Если честно, то я этого не говорила, но мне очень польстили его слова.
— Хм, я этого и не знала, — улыбнулась мама, кинув на меня взгляд.
— Не возражаете, если я сам? — парень открыл ящик со льдом, вытащил бутылку, откупорил ее и одним глотком выпил сразу половину, его кадык скакнул вверх и вниз. Он вытер губы ладонью. — Хорошее у вас тут место, ну на редкость хорошее.

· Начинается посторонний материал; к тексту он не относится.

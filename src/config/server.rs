use std::{
    net::{IpAddr, Ipv4Addr, SocketAddr},
    time::Duration,
};

use serde::{Deserialize, Serialize};

/// Listener and outbound client settings.
#[derive(Debug, Clone, Serialize, Deserialize)]
#[serde(default, deny_unknown_fields)]
pub struct ServerConfig {
    pub host: IpAddr,
    pub port: u16,

    /// Client used for every call to the platform, the identity provider and
    /// token endpoints.
    pub http_client: HttpClientConfig,
}

impl Default for ServerConfig {
    fn default() -> Self {
        Self {
            host: IpAddr::V4(Ipv4Addr::UNSPECIFIED),
            port: 3000,
            http_client: HttpClientConfig::default(),
        }
    }
}

impl ServerConfig {
    pub fn socket_addr(&self) -> SocketAddr {
        SocketAddr::new(self.host, self.port)
    }
}

/// Outbound HTTP client settings.
///
/// These timeouts are the only deadlines on remote calls; nothing above the
/// client adds its own.
#[derive(Debug, Clone, Serialize, Deserialize)]
#[serde(default, deny_unknown_fields)]
pub struct HttpClientConfig {
    /// Whole-request deadline, connect included.
    pub timeout_secs: u64,
    pub connect_timeout_secs: u64,
    /// How long an unused pooled connection is kept open.
    pub pool_idle_timeout_secs: u64,
    pub user_agent: String,
}

impl Default for HttpClientConfig {
    fn default() -> Self {
        Self {
            timeout_secs: 30,
            connect_timeout_secs: 10,
            pool_idle_timeout_secs: 90,
            user_agent: concat!("ignition/", env!("CARGO_PKG_VERSION")).to_string(),
        }
    }
}

impl HttpClientConfig {
    /// Build the shared client. Cloning the result shares its connection pool.
    pub fn build_client(&self) -> Result<reqwest::Client, reqwest::Error> {
        reqwest::Client::builder()
            .user_agent(&self.user_agent)
            .connect_timeout(Duration::from_secs(self.connect_timeout_secs))
            .timeout(Duration::from_secs(self.timeout_secs))
            .pool_idle_timeout(Duration::from_secs(self.pool_idle_timeout_secs))
            .build()
    }
}
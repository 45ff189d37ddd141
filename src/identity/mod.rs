//! Identity provider user directory.
//!
//! [`IdentityProvider`] finds and creates user records; [`UaaClient`]
//! implements it against the UAA `/Users` API.

mod uaa;

use async_trait::async_trait;
use thiserror::Error;
pub use uaa::UaaClient;

use crate::models::NewUser;

#[derive(Debug, Error)]
pub enum IdentityError {
    /// Input rejected before any network call
    #[error("{0}")]
    Validation(String),

    #[error("uaa: cannot authenticate: {0}")]
    Authentication(String),

    #[error("uaa: user query failed: {0}")]
    Query(String),

    #[error("cannot find user with account name: [{0}]")]
    NotFound(String),

    #[error("found {count} users with account name: [{account}]")]
    Ambiguous { account: String, count: usize },

    #[error("uaa: cannot create user: {0}")]
    Creation(String),
}

pub type IdentityResult<T> = Result<T, IdentityError>;

/// User operations on the identity provider.
#[async_trait]
pub trait IdentityProvider: Send + Sync {
    /// Look up the id of the user whose username equals `account`.
    async fn user_id_for_account_name(&self, account: &str) -> IdentityResult<String>;

    /// Create a user and return the id the provider assigned.
    async fn create_user(&self, user: &NewUser) -> IdentityResult<String>;
}
use serde::{Deserialize, Serialize};

/// A user record held by the identity provider.
#[derive(Debug, Clone, PartialEq, Eq, Serialize, Deserialize)]
pub struct UserRecord {
    pub account_name: String,
    /// Opaque identifier assigned by the identity provider
    pub user_id: String,
}

/// Input for creating a user in the identity provider.
#[derive(Debug, Clone, PartialEq, Eq)]
pub struct NewUser {
    pub username: String,
    /// Identity provider tag marking which external system manages the account
    pub origin: String,
    /// Identifier linking the record back to the source identity provider
    pub external_id: String,
    pub email: String,
}
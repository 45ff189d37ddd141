mod organization;
mod user;

pub use organization::*;
pub use user::*;
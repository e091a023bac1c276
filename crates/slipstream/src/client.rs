use std::io;
use std::net::{SocketAddr, ToSocketAddrs, UdpSocket};
use std::ops::Deref;
use std::sync::mpsc::{Receiver, Sender, TryRecvError, channel};
use std::sync::{Arc, Mutex, MutexGuard};
use std::thread;
use std::time::{Duration, Instant};

use thiserror::Error;

use crate::connection::{
    ClientConnection, Connection, ConnectionCallback, ConnectionStatus, SendError,
    dispatch_with_retries,
};
use crate::event::{Event, EventHandler, EventHandlerRegistry};
use crate::gamestate::GameState;
use crate::protocol::{MAX_PACKAGE_SIZE, Package, PackageKind};

#[derive(Debug, Error, PartialEq, Eq)]
#[error("condition was not met within {0:?}")]
pub struct WaitTimeoutError(pub Duration);

enum ClientCommand {
    Dispatch {
        event: Event,
        retries: u32,
        ack_callback: Option<ConnectionCallback>,
    },
    Shutdown {
        shutdown_server: bool,
    },
}

struct Session {
    commands: Sender<ClientCommand>,
    thread: thread::JoinHandle<()>,
}

/// A client that connects a local game state mirror to a remote server.
///
/// `connect` spawns the connection loop on a background thread; from then on
/// the mirror is continuously synchronized with the server's state and can
/// be read through [`Client::access_game_state`]. Events go out with
/// [`Client::dispatch_event`] and come in through handlers registered with
/// [`Client::register_event_handler`].
pub struct Client {
    game_state: Arc<Mutex<GameState>>,
    event_handlers: Arc<Mutex<EventHandlerRegistry<EventHandler>>>,
    session: Option<Session>,
}

impl Default for Client {
    fn default() -> Self {
        Client::new()
    }
}

impl Client {
    pub fn new() -> Self {
        Client {
            game_state: Arc::new(Mutex::new(GameState::new())),
            event_handlers: Arc::new(Mutex::new(EventHandlerRegistry::new())),
            session: None,
        }
    }

    /// Open a socket and start the connection loop against the server.
    pub fn connect(&mut self, hostname: &str, port: u16) -> io::Result<()> {
        if self.session.is_some() {
            return Err(io::Error::new(
                io::ErrorKind::AlreadyExists,
                "client is already connected",
            ));
        }
        let remote = (hostname, port)
            .to_socket_addrs()?
            .next()
            .ok_or_else(|| {
                io::Error::new(io::ErrorKind::AddrNotAvailable, "hostname did not resolve")
            })?;
        let socket = match remote {
            SocketAddr::V4(_) => UdpSocket::bind("0.0.0.0:0")?,
            SocketAddr::V6(_) => UdpSocket::bind("[::]:0")?,
        };
        socket.set_nonblocking(true)?;
        let connection = ClientConnection {
            conn: Connection::new(remote, None),
            game_state: Arc::clone(&self.game_state),
        };
        let handlers = Arc::clone(&self.event_handlers);
        let (commands, command_queue) = channel();
        let thread = thread::spawn(move || {
            connection_loop(connection, socket, command_queue, handlers);
        });
        self.session = Some(Session { commands, thread });
        Ok(())
    }

    /// Close the connection and join the loop thread. With `shutdown_server`
    /// the server is asked to terminate first, which only has an effect if
    /// this client holds host permissions.
    pub fn disconnect(&mut self, shutdown_server: bool) {
        if let Some(session) = self.session.take() {
            let _ = session.commands.send(ClientCommand::Shutdown { shutdown_server });
            let _ = session.thread.join();
        }
    }

    /// Whether the connection loop is still alive. The loop ends on
    /// disconnect and when the server goes silent past the connection
    /// timeout.
    pub fn is_running(&self) -> bool {
        self.session
            .as_ref()
            .is_some_and(|session| !session.thread.is_finished())
    }

    /// Scoped access to the local game state mirror. The mirror stays
    /// locked, and the connection loop blocked from applying server
    /// updates, for as long as the returned guard lives.
    pub fn access_game_state(&self) -> GameStateAccess<'_> {
        GameStateAccess(self.game_state.lock().expect("game state mirror poisoned"))
    }

    /// Block until `predicate` holds on the mirror, checking at millisecond
    /// granularity.
    pub fn wait_until(
        &self,
        predicate: impl Fn(&GameState) -> bool,
        timeout: Duration,
    ) -> Result<(), WaitTimeoutError> {
        let t0 = Instant::now();
        loop {
            if predicate(&self.access_game_state()) {
                return Ok(());
            }
            if t0.elapsed() > timeout {
                return Err(WaitTimeoutError(timeout));
            }
            thread::sleep(Duration::from_millis(1));
        }
    }

    /// Keep applying `accessor` to the mirror until it produces a value,
    /// for example until a player entry shows up in the state.
    pub fn try_to<T>(
        &self,
        accessor: impl Fn(&GameState) -> Option<T>,
        timeout: Duration,
    ) -> Result<T, WaitTimeoutError> {
        let t0 = Instant::now();
        loop {
            if let Some(value) = accessor(&self.access_game_state()) {
                return Ok(value);
            }
            if t0.elapsed() > timeout {
                return Err(WaitTimeoutError(timeout));
            }
            thread::sleep(Duration::from_millis(1));
        }
    }

    /// Queue an event for the server, with `retries` automatic re-dispatches
    /// on timeout and an optional ack callback.
    pub fn dispatch_event(
        &self,
        event: Event,
        retries: u32,
        ack_callback: Option<ConnectionCallback>,
    ) {
        match &self.session {
            Some(session) => {
                let _ = session.commands.send(ClientCommand::Dispatch {
                    event,
                    retries,
                    ack_callback,
                });
            }
            None => log::warn!("cannot dispatch event, client is not connected"),
        }
    }

    /// Register a handler for events received from the server. Events
    /// without a handler are discarded.
    pub fn register_event_handler<H>(&self, event_type: impl Into<String>, handler: H)
    where
        H: FnMut(&Event) + Send + 'static,
    {
        self.event_handlers
            .lock()
            .expect("event handler registry poisoned")
            .register(event_type, Box::new(handler));
    }
}

impl Drop for Client {
    fn drop(&mut self) {
        self.disconnect(false);
    }
}

/// Guard returned by [`Client::access_game_state`]; dereferences to the
/// mirrored [`GameState`].
pub struct GameStateAccess<'a>(MutexGuard<'a, GameState>);

impl Deref for GameStateAccess<'_> {
    type Target = GameState;

    fn deref(&self) -> &GameState {
        &self.0
    }
}

/// The client-side connection loop: receive and apply server packages,
/// dispatch incoming events, pump the send cadence and congestion
/// supervisor, and watch the command queue for shutdown.
fn connection_loop(
    mut connection: ClientConnection,
    socket: UdpSocket,
    commands: Receiver<ClientCommand>,
    handlers: Arc<Mutex<EventHandlerRegistry<EventHandler>>>,
) {
    let remote = connection.conn.remote_address;
    log::info!("trying to connect to server at {remote}");
    connection.conn.set_status(ConnectionStatus::Connecting);
    let mut buf = [0u8; MAX_PACKAGE_SIZE];
    'serve: loop {
        loop {
            match commands.try_recv() {
                Ok(ClientCommand::Shutdown { shutdown_server }) => {
                    if shutdown_server {
                        log::info!("sending shutdown command to server at {remote}");
                        let _ = socket.send_to(b"shutdown", remote);
                    }
                    break 'serve;
                }
                Ok(ClientCommand::Dispatch {
                    event,
                    retries,
                    ack_callback,
                }) => {
                    dispatch_with_retries(&mut connection.conn, event, retries, ack_callback);
                }
                Err(TryRecvError::Empty) => break,
                Err(TryRecvError::Disconnected) => break 'serve,
            }
        }
        loop {
            match socket.recv_from(&mut buf) {
                Ok((len, addr)) => {
                    if addr != remote {
                        continue;
                    }
                    match Package::from_datagram(&buf[..len], PackageKind::Server) {
                        Ok(package) => match connection.recv_package(&package) {
                            Ok(fired) => {
                                for callback in fired {
                                    callback(&mut connection.conn);
                                }
                            }
                            Err(err) => log::debug!("dropping package from server: {err}"),
                        },
                        Err(err) => log::warn!("dropping malformed datagram from {addr}: {err}"),
                    }
                }
                Err(err) if err.kind() == io::ErrorKind::WouldBlock => break,
                Err(err) => {
                    // on some platforms an ICMP rejection surfaces here
                    log::debug!("socket receive failed: {err}");
                    break;
                }
            }
        }
        {
            let mut handlers = handlers.lock().expect("event handler registry poisoned");
            while let Some(event) = connection.conn.poll_incoming_event() {
                match handlers.get_mut(&event.event_type) {
                    Some(handler) => handler(&event),
                    None => log::debug!("no handler for event type {}", event.event_type),
                }
            }
        }
        let now = Instant::now();
        connection.conn.check_timeout(now);
        if connection.conn.status() == ConnectionStatus::Disconnected {
            break 'serve;
        }
        connection.conn.pump_throttle(now);
        if connection.conn.send_due(now) {
            let body = connection.next_body();
            match connection.conn.send_next_package(body, &socket) {
                Ok(()) => {}
                Err(SendError::Io(err)) => log::debug!("failed to send package: {err}"),
                Err(SendError::Package(err)) => log::warn!("failed to build package: {err}"),
            }
        }
        thread::sleep(Duration::from_millis(1));
    }
    connection.conn.set_status(ConnectionStatus::Disconnected);
    log::info!("connection loop to {remote} ended");
}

На самом деле наш магазинчик был тесным. Шесть сотен квадратных футов были заставлены рядами консервов, мясным прилавком, пакетами с молоком, газировкой, мороженным, рулонами материи, мешками с мукой, ящиками с фруктами и овощами. На двух больших стеклянных витринах золотой краской, с черным ободком было написано:
«БАКАЛЕЯ НА СЕДЬМОЙ УЛИЦЕ».
— Что вы, спасибо, — ответила мама.
— Я обожаю наш магазин, — сказала я.
А почему нет? Мне даже не нужен никогда был игрушечный домик — у меня был свой, с настоящими людьми, которые давали мне настоящие деньги, и я звенела кассовой машиной, украшенной орнаментом, и нажимала на настоящие клавиши из слоновой кости с пропечатанными на них номерами. Я любила сидеть на этом высоком стуле за кассой, там, где сейчас сидела мама. Особенно мне нравилось то, что рядом располагался прилавок со сладостями. Шоколадные плиточки «Херши» с орехами — о, это было мое любимое лакомство. А еще там были вафли «Некко» с лакричным вкусом, миндальные конфеты и многое, многое другое.